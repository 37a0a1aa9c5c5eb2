pub mod db;
mod files;
mod folders;
pub mod models;
mod record_store;
mod tables;

pub use db::{Database, DatabaseError};
pub use record_store::{RecordStore, RecordStoreError};
pub use tables::*;
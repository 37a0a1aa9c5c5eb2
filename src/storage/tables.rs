use redb::TableDefinition;

/// File records: uuid -> FileRecord (msgpack)
pub const FILES: TableDefinition<&str, &[u8]> = TableDefinition::new("files");

/// Folder records: uuid -> FolderRecord (msgpack)
pub const FOLDERS: TableDefinition<&str, &[u8]> = TableDefinition::new("folders");

/// Folder index: parent folder uuid -> msgpack Vec of file UUIDs
pub const FOLDER_FILES: TableDefinition<&str, &[u8]> = TableDefinition::new("folder_files");
mod admin;
mod files;
mod folders;
mod session;
mod static_files;
mod storage;
mod trash;
mod workspace;

pub use admin::health;
pub use files::{
    create_file, favorite_file, file_content, file_preview, get_file, list_files, purge_file,
    restore_file, trash_file, update_file,
};
pub use folders::{create_folder, delete_folder, get_folder, list_folders};
pub use session::{current_user, sign_out};
pub use static_files::serve_blob;
pub use storage::storage_stats;
pub use trash::{list_trash, purge_all, restore_all};
pub use workspace::{
    clear_selection, favorite as workspace_favorite, run_batch, search, share_selection, sort,
    take_notice, toggle_favorites_only, toggle_select_all, toggle_selection,
    trash as workspace_trash, workspace_files,
};
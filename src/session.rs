//! Identity of the signed-in user, as asserted by the upstream auth proxy.

use axum::extract::FromRequestParts;
use axum::http::request::Parts;
use axum::http::HeaderMap;
use serde::Serialize;

use crate::api::response::ApiError;

pub const EMAIL_HEADER: &str = "x-user-email";
pub const NAME_HEADER: &str = "x-user-name";
pub const AVATAR_HEADER: &str = "x-user-avatar";

#[derive(Debug, Clone, PartialEq, Eq, Serialize)]
pub struct SessionUser {
    pub email: String,
    pub display_name: Option<String>,
    pub avatar_url: Option<String>,
}

impl SessionUser {
    /// Read the session headers. `None` when no user is signed in.
    pub fn from_headers(headers: &HeaderMap) -> Option<Self> {
        let header = |name: &str| {
            headers
                .get(name)
                .and_then(|v| v.to_str().ok())
                .map(str::trim)
                .filter(|v| !v.is_empty())
                .map(str::to_string)
        };

        Some(SessionUser {
            email: header(EMAIL_HEADER)?.to_lowercase(),
            display_name: header(NAME_HEADER),
            avatar_url: header(AVATAR_HEADER),
        })
    }
}

#[axum::async_trait]
impl<S> FromRequestParts<S> for SessionUser
where
    S: Send + Sync,
{
    type Rejection = ApiError;

    async fn from_request_parts(parts: &mut Parts, _state: &S) -> Result<Self, ApiError> {
        SessionUser::from_headers(&parts.headers)
            .ok_or_else(|| ApiError::unauthorized("Sign in required"))
    }
}

#[cfg(test)]
mod tests {
    use super::*;
    use axum::http::HeaderValue;

    #[test]
    fn missing_email_means_signed_out() {
        let mut headers = HeaderMap::new();
        headers.insert(NAME_HEADER, HeaderValue::from_static("Ada"));
        assert_eq!(SessionUser::from_headers(&headers), None);

        headers.insert(EMAIL_HEADER, HeaderValue::from_static("  "));
        assert_eq!(SessionUser::from_headers(&headers), None);
    }

    #[test]
    fn email_is_normalized() {
        let mut headers = HeaderMap::new();
        headers.insert(EMAIL_HEADER, HeaderValue::from_static("Ada@Example.com"));
        let user = SessionUser::from_headers(&headers).unwrap();
        assert_eq!(user.email, "ada@example.com");
        assert_eq!(user.display_name, None);
    }
}
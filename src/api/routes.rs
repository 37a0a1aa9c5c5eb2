use axum::{
    extract::DefaultBodyLimit,
    routing::{delete, get, patch, post, put},
    Router,
};
use std::sync::Arc;
use tower_http::trace::TraceLayer;

use super::handlers;
use crate::AppState;

/// Room for multipart boundaries and the small text fields next to the file.
const MULTIPART_OVERHEAD: usize = 64 * 1024;

/// Request body cap for uploads. Saturates for limits beyond the address space.
fn body_limit(max_upload_size: u64) -> usize {
    usize::try_from(max_upload_size)
        .unwrap_or(usize::MAX)
        .saturating_add(MULTIPART_OVERHEAD)
}

pub fn create_router(state: Arc<AppState>) -> Router {
    let upload_limit = body_limit(state.config.max_upload_size);

    Router::new()
        // Files
        .route("/files", get(handlers::list_files))
        .route(
            "/files",
            post(handlers::create_file).layer(DefaultBodyLimit::max(upload_limit)),
        )
        .route("/files/:id", get(handlers::get_file))
        .route("/files/:id", patch(handlers::update_file))
        .route("/files/:id", delete(handlers::purge_file))
        .route("/files/:id/content", get(handlers::file_content))
        .route("/files/:id/preview", get(handlers::file_preview))
        .route("/files/:id/favorite", post(handlers::favorite_file))
        .route("/files/:id/trash", post(handlers::trash_file))
        .route("/files/:id/restore", post(handlers::restore_file))
        // Trash
        .route("/trash", get(handlers::list_trash))
        .route("/trash", delete(handlers::purge_all))
        .route("/trash/restore", post(handlers::restore_all))
        // Folders
        .route("/folders", get(handlers::list_folders))
        .route("/folders", post(handlers::create_folder))
        .route("/folders/:id", get(handlers::get_folder))
        .route("/folders/:id", delete(handlers::delete_folder))
        // Analytics
        .route("/storage", get(handlers::storage_stats))
        // Workspace
        .route("/workspace/files", get(handlers::workspace_files))
        .route("/workspace/files/:id/favorite", post(handlers::workspace_favorite))
        .route("/workspace/files/:id/trash", post(handlers::workspace_trash))
        .route("/workspace/sort", post(handlers::sort))
        .route("/workspace/favorites", post(handlers::toggle_favorites_only))
        .route("/workspace/search", put(handlers::search))
        .route("/workspace/selection", delete(handlers::clear_selection))
        .route("/workspace/selection/all", post(handlers::toggle_select_all))
        .route("/workspace/selection/:id", post(handlers::toggle_selection))
        .route("/workspace/batch/share", get(handlers::share_selection))
        .route("/workspace/batch/:action", post(handlers::run_batch))
        .route("/workspace/notice", get(handlers::take_notice))
        // Session
        .route("/session", get(handlers::current_user))
        .route("/session/sign-out", post(handlers::sign_out))
        // Blob content (local backend)
        .route("/blobs/*key", get(handlers::serve_blob))
        // Internal
        .route("/_internal/health", get(handlers::health))
        .layer(TraceLayer::new_for_http())
        .with_state(state)
}

#[cfg(test)]
mod tests {
    use super::*;

    #[test]
    fn body_limit_leaves_room_for_multipart_fields() {
        assert_eq!(body_limit(1_000_000), 1_000_000 + MULTIPART_OVERHEAD);
        assert_eq!(body_limit(u64::MAX), usize::MAX);
        assert_eq!(body_limit(usize::MAX as u64 - 1), usize::MAX);
    }
}
use std::collections::HashSet;
use std::future::Future;
use std::pin::Pin;
use std::sync::Arc;

use chrono::Utc;
use serde::Serialize;

use crate::error::{DriveError, Result};
use crate::lifecycle::TrashLifecycle;
use crate::storage::models::{FileQuery, FolderQuery, FolderRecord};
use crate::storage::RecordStore;

/// Counts of what a cascade delete removed.
#[derive(Debug, Clone, Copy, Default, PartialEq, Eq, Serialize)]
pub struct CascadeStats {
    pub folders: u64,
    pub files: u64,
}

#[derive(Clone)]
pub struct FolderService {
    records: Arc<dyn RecordStore>,
    lifecycle: TrashLifecycle,
}

impl FolderService {
    pub fn new(records: Arc<dyn RecordStore>, lifecycle: TrashLifecycle) -> Self {
        Self { records, lifecycle }
    }

    pub async fn create_folder(
        &self,
        owner_email: &str,
        name: &str,
        parent_folder_id: Option<&str>,
    ) -> Result<FolderRecord> {
        let name = name.trim();
        if name.is_empty() {
            return Err(DriveError::Validation(
                "folder name must not be empty".to_string(),
            ));
        }
        if let Some(parent) = parent_folder_id {
            self.get_owned(owner_email, parent).await?;
        }

        let folder = FolderRecord {
            id: uuid::Uuid::new_v4().to_string(),
            name: name.to_string(),
            owner_email: owner_email.to_string(),
            parent_folder_id: parent_folder_id.map(str::to_string),
            created_at: Utc::now(),
        };
        self.records.create_folder(&folder).await?;

        tracing::debug!(folder_id = %folder.id, "Created folder");
        Ok(folder)
    }

    pub async fn get_folder(&self, id: &str) -> Result<FolderRecord> {
        self.records
            .get_folder(id)
            .await?
            .ok_or_else(|| DriveError::folder_not_found(id))
    }

    /// A folder of `owner_email`. Other owners' folders read as missing.
    pub async fn get_owned(&self, owner_email: &str, id: &str) -> Result<FolderRecord> {
        let folder = self.get_folder(id).await?;
        if folder.owner_email != owner_email {
            return Err(DriveError::folder_not_found(id));
        }
        Ok(folder)
    }

    /// Folders of `owner_email` directly under `parent_folder_id` (root when `None`).
    pub async fn list_folders(
        &self,
        owner_email: &str,
        parent_folder_id: Option<&str>,
    ) -> Result<Vec<FolderRecord>> {
        let query = FolderQuery {
            owner_email: Some(owner_email.to_string()),
            parent_folder_id: Some(parent_folder_id.map(str::to_string)),
        };
        let mut folders = self.records.query_folders(&query).await?;
        folders.sort_by(|a, b| a.name.cmp(&b.name));
        Ok(folders)
    }

    /// Number of folders `owner_email` has at any depth.
    pub async fn count_owned(&self, owner_email: &str) -> Result<u64> {
        let query = FolderQuery {
            owner_email: Some(owner_email.to_string()),
            parent_folder_id: None,
        };
        Ok(self.records.query_folders(&query).await?.len() as u64)
    }

    /// Delete a folder, its subfolders and every file inside them.
    ///
    /// Children go before their parent, so a failure part-way leaves at most an
    /// ancestor whose children are already gone. Nothing deleted is restored.
    pub async fn delete_cascade(&self, folder_id: &str) -> Result<CascadeStats> {
        self.get_folder(folder_id).await?;

        let mut stats = CascadeStats::default();
        let mut visited = HashSet::new();
        let result = self
            .delete_recursive(folder_id.to_string(), &mut visited, &mut stats)
            .await;
        if let Err(e) = result {
            tracing::error!(
                folder_id = %folder_id,
                folders_deleted = stats.folders,
                files_deleted = stats.files,
                error = %e,
                "Folder delete aborted part-way"
            );
            return Err(e);
        }

        tracing::info!(
            folder_id = %folder_id,
            folders = stats.folders,
            files = stats.files,
            "Deleted folder and contents"
        );
        Ok(stats)
    }

    fn delete_recursive<'a>(
        &'a self,
        folder_id: String,
        visited: &'a mut HashSet<String>,
        stats: &'a mut CascadeStats,
    ) -> Pin<Box<dyn Future<Output = Result<()>> + Send + 'a>> {
        Box::pin(async move {
            // Parent links are not checked for cycles on write
            if !visited.insert(folder_id.clone()) {
                return Ok(());
            }

            let children = self
                .records
                .query_folders(&FolderQuery::children_of(&folder_id))
                .await?;
            for child in children {
                self.delete_recursive(child.id, visited, stats).await?;
            }

            let files = self
                .records
                .query_files(&FileQuery::in_folder(&folder_id))
                .await?;
            for file in files {
                self.lifecycle.purge_unchecked(&file).await?;
                stats.files += 1;
            }

            self.records.delete_folder(&folder_id).await?;
            stats.folders += 1;
            Ok(())
        })
    }
}
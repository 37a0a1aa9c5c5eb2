//! Storage usage figures for the dashboard.

use std::collections::BTreeMap;

use serde::Serialize;

use crate::storage::models::FileRecord;

/// How many trailing months the monthly series keeps.
const MONTHS_SHOWN: usize = 6;

#[derive(Debug, Clone, Copy, PartialEq, Eq, PartialOrd, Ord, Serialize)]
#[serde(rename_all = "lowercase")]
pub enum Category {
    Pdf,
    Image,
    Document,
    Video,
    Other,
}

impl Category {
    pub const ALL: [Category; 5] = [
        Category::Pdf,
        Category::Image,
        Category::Document,
        Category::Video,
        Category::Other,
    ];

    pub fn from_file_type(file_type: &str) -> Self {
        match file_type {
            "pdf" => Category::Pdf,
            "jpg" | "jpeg" | "png" | "gif" | "svg" => Category::Image,
            "doc" | "docx" | "txt" | "rtf" => Category::Document,
            "mp4" | "mov" | "avi" | "mkv" => Category::Video,
            _ => Category::Other,
        }
    }
}

#[derive(Debug, Clone, Copy, Default, PartialEq, Eq, Serialize)]
pub struct Usage {
    pub count: u64,
    pub bytes: u64,
}

impl Usage {
    fn add(&mut self, size: u64) {
        self.count += 1;
        self.bytes += size;
    }
}

#[derive(Debug, Clone, PartialEq, Serialize)]
pub struct StorageStats {
    pub total_bytes: u64,
    pub total_formatted: String,
    pub quota_bytes: u64,
    pub quota_formatted: String,
    pub usage_percent: f64,
    pub folder_count: u64,
    pub by_category: BTreeMap<Category, Usage>,
    /// Keyed by file extension; files without one are counted under `other`
    pub by_type: BTreeMap<String, Usage>,
    /// `(YYYY-MM, bytes)` for the most recent months, oldest first
    pub by_month: Vec<(String, u64)>,
}

impl StorageStats {
    /// Aggregate every file of an owner, trashed ones included since they still use space.
    pub fn compute(files: &[FileRecord], folder_count: u64, quota_bytes: u64) -> Self {
        let mut by_category: BTreeMap<Category, Usage> =
            Category::ALL.iter().map(|c| (*c, Usage::default())).collect();
        let mut by_type: BTreeMap<String, Usage> = BTreeMap::new();
        let mut by_month: BTreeMap<String, u64> = BTreeMap::new();
        let mut total_bytes = 0u64;

        for file in files {
            total_bytes += file.size;
            by_category
                .entry(Category::from_file_type(&file.file_type))
                .or_default()
                .add(file.size);

            let type_key = if file.file_type.is_empty() {
                "other".to_string()
            } else {
                file.file_type.clone()
            };
            by_type.entry(type_key).or_default().add(file.size);

            if let Some(modified) = file.modified_at {
                *by_month
                    .entry(modified.format("%Y-%m").to_string())
                    .or_default() += file.size;
            }
        }

        let skip = by_month.len().saturating_sub(MONTHS_SHOWN);
        let by_month = by_month.into_iter().skip(skip).collect();

        let usage_percent = if quota_bytes == 0 {
            0.0
        } else {
            total_bytes as f64 / quota_bytes as f64 * 100.0
        };

        StorageStats {
            total_bytes,
            total_formatted: format_size(total_bytes),
            quota_bytes,
            quota_formatted: format_size(quota_bytes),
            usage_percent,
            folder_count,
            by_category,
            by_type,
            by_month,
        }
    }
}

/// Human-readable size in base-1024 units, up to GB, with at most two decimals.
pub fn format_size(bytes: u64) -> String {
    const UNITS: [&str; 4] = ["Bytes", "KB", "MB", "GB"];
    if bytes == 0 {
        return "0 Bytes".to_string();
    }

    let mut value = bytes as f64;
    let mut unit = 0;
    while value >= 1024.0 && unit < UNITS.len() - 1 {
        value /= 1024.0;
        unit += 1;
    }

    let rounded = format!("{value:.2}");
    let trimmed = rounded.trim_end_matches('0').trim_end_matches('.');
    format!("{trimmed} {}", UNITS[unit])
}
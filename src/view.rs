//! Filtering and sorting of the active file listing.

use std::cmp::Ordering;

use serde::{Deserialize, Serialize};

use crate::storage::models::FileRecord;

#[derive(Debug, Clone, Copy, Default, PartialEq, Eq, Serialize, Deserialize)]
#[serde(rename_all = "lowercase")]
pub enum SortKey {
    #[default]
    Name,
    Size,
    Modified,
}

#[derive(Debug, Clone, Copy, Default, PartialEq, Eq, Serialize, Deserialize)]
#[serde(rename_all = "lowercase")]
pub enum SortOrder {
    #[default]
    Asc,
    Desc,
}

impl SortOrder {
    pub fn flipped(self) -> Self {
        match self {
            SortOrder::Asc => SortOrder::Desc,
            SortOrder::Desc => SortOrder::Asc,
        }
    }
}

#[derive(Debug, Clone, Default, PartialEq, Eq, Serialize, Deserialize)]
pub struct ViewSettings {
    #[serde(default)]
    pub search: String,
    #[serde(default)]
    pub favorites_only: bool,
    #[serde(default)]
    pub sort: SortKey,
    #[serde(default)]
    pub order: SortOrder,
}

impl ViewSettings {
    /// Re-selecting the current key flips direction; a new key starts ascending.
    pub fn sort_by(&mut self, key: SortKey) {
        if self.sort == key {
            self.order = self.order.flipped();
        } else {
            self.sort = key;
            self.order = SortOrder::Asc;
        }
    }

    pub fn toggle_favorites_only(&mut self) {
        self.favorites_only = !self.favorites_only;
    }

    pub fn is_visible(&self, file: &FileRecord) -> bool {
        !file.is_in_trash
            && (!self.favorites_only || file.is_favorite)
            && file
                .name
                .to_lowercase()
                .contains(&self.search.to_lowercase())
    }

    /// Visible files in display order. The sort is stable.
    pub fn apply<'a, I>(&self, files: I) -> Vec<FileRecord>
    where
        I: IntoIterator<Item = &'a FileRecord>,
    {
        let mut visible: Vec<FileRecord> = files
            .into_iter()
            .filter(|f| self.is_visible(f))
            .cloned()
            .collect();

        visible.sort_by(|a, b| {
            let ord = compare(self.sort, a, b);
            match self.order {
                SortOrder::Asc => ord,
                SortOrder::Desc => ord.reverse(),
            }
        });
        visible
    }
}

fn compare(key: SortKey, a: &FileRecord, b: &FileRecord) -> Ordering {
    match key {
        SortKey::Name => a
            .name
            .to_lowercase()
            .cmp(&b.name.to_lowercase())
            .then_with(|| a.name.cmp(&b.name)),
        SortKey::Size => a.size.cmp(&b.size),
        // Missing timestamps sort as the oldest
        SortKey::Modified => modified_millis(a).cmp(&modified_millis(b)),
    }
}

fn modified_millis(file: &FileRecord) -> i64 {
    file.modified_at.map_or(0, |t| t.timestamp_millis())
}

#[cfg(test)]
mod tests {
    use super::*;
    use crate::testutil::sample_file;
    use chrono::{TimeZone, Utc};

    fn names(files: &[FileRecord]) -> Vec<&str> {
        files.iter().map(|f| f.name.as_str()).collect()
    }

    #[test]
    fn favorites_and_search_compose() {
        let mut a = sample_file("1", "Q3 Report.pdf");
        a.is_favorite = true;
        let b = sample_file("2", "report-draft.docx");
        let mut c = sample_file("3", "annual REPORT.txt");
        c.is_favorite = true;
        let mut d = sample_file("4", "notes.txt");
        d.is_favorite = true;
        let mut e = sample_file("5", "old report.pdf");
        e.is_favorite = true;
        e.is_in_trash = true;
        e.trashed_at = Some(Utc::now());

        let view = ViewSettings {
            search: "report".to_string(),
            favorites_only: true,
            ..Default::default()
        };
        let shown = view.apply([&a, &b, &c, &d, &e]);
        assert_eq!(names(&shown), vec!["annual REPORT.txt", "Q3 Report.pdf"]);

        let mut desc = view.clone();
        desc.order = SortOrder::Desc;
        let shown = desc.apply([&a, &b, &c, &d, &e]);
        assert_eq!(names(&shown), vec!["Q3 Report.pdf", "annual REPORT.txt"]);
    }

    #[test]
    fn sort_by_same_key_toggles_direction() {
        let mut view = ViewSettings::default();
        view.sort_by(SortKey::Name);
        assert_eq!(view.order, SortOrder::Desc);
        view.sort_by(SortKey::Size);
        assert_eq!((view.sort, view.order), (SortKey::Size, SortOrder::Asc));
        view.sort_by(SortKey::Size);
        assert_eq!(view.order, SortOrder::Desc);
    }

    #[test]
    fn missing_modified_sorts_oldest() {
        let mut old = sample_file("1", "a.txt");
        old.modified_at = Some(Utc.with_ymd_and_hms(2020, 1, 1, 0, 0, 0).unwrap());
        let mut none = sample_file("2", "b.txt");
        none.modified_at = None;
        let mut new = sample_file("3", "c.txt");
        new.modified_at = Some(Utc.with_ymd_and_hms(2024, 1, 1, 0, 0, 0).unwrap());

        let view = ViewSettings {
            sort: SortKey::Modified,
            ..Default::default()
        };
        assert_eq!(
            names(&view.apply([&new, &old, &none])),
            vec!["b.txt", "a.txt", "c.txt"]
        );
    }

    #[test]
    fn size_ties_keep_prior_order() {
        let mut x = sample_file("1", "x.txt");
        x.size = 10;
        let mut y = sample_file("2", "y.txt");
        y.size = 10;
        let mut z = sample_file("3", "z.txt");
        z.size = 5;

        let view = ViewSettings {
            sort: SortKey::Size,
            ..Default::default()
        };
        assert_eq!(names(&view.apply([&y, &x, &z])), vec!["z.txt", "y.txt", "x.txt"]);
    }
}
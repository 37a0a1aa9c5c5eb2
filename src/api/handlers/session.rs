use axum::extract::State;
use axum::Json;
use serde::Serialize;
use std::sync::Arc;

use crate::api::response::JSend;
use crate::session::SessionUser;
use crate::AppState;

#[derive(Debug, Serialize)]
pub struct SignOutResponse {
    pub had_workspace: bool,
}

pub async fn current_user(user: SessionUser) -> Json<JSend<SessionUser>> {
    JSend::success(user)
}

/// Drop the user's workspace. The identity itself belongs to the auth proxy.
pub async fn sign_out(
    State(state): State<Arc<AppState>>,
    user: SessionUser,
) -> Json<JSend<SignOutResponse>> {
    let had_workspace = state.end_session(&user.email).await;
    tracing::info!(user = %user.email, had_workspace, "Session ended");
    JSend::success(SignOutResponse { had_workspace })
}

#[cfg(test)]
mod tests {
    use super::*;
    use crate::testutil::{test_state, OWNER};

    #[tokio::test]
    async fn sign_out_discards_workspace() {
        let dir = tempfile::tempdir().unwrap();
        let state = test_state(&dir);
        let user = SessionUser {
            email: OWNER.to_string(),
            display_name: Some("Owner".to_string()),
            avatar_url: None,
        };

        state.workspace(OWNER).await.lock().await.info("hello");
        let first = sign_out(State(state.clone()), user.clone()).await;
        assert!(first.0.data.had_workspace);

        let second = sign_out(State(state.clone()), user).await;
        assert!(!second.0.data.had_workspace);
        assert!(state.workspace(OWNER).await.lock().await.take_notice().is_none());
    }
}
########
▶ _Your goal_: Could you return the lines in the entries above that contain "success"?

▶ _Reply to the task_:
    JSend::success(user)
    JSend::success(SignOutResponse { had_workspace })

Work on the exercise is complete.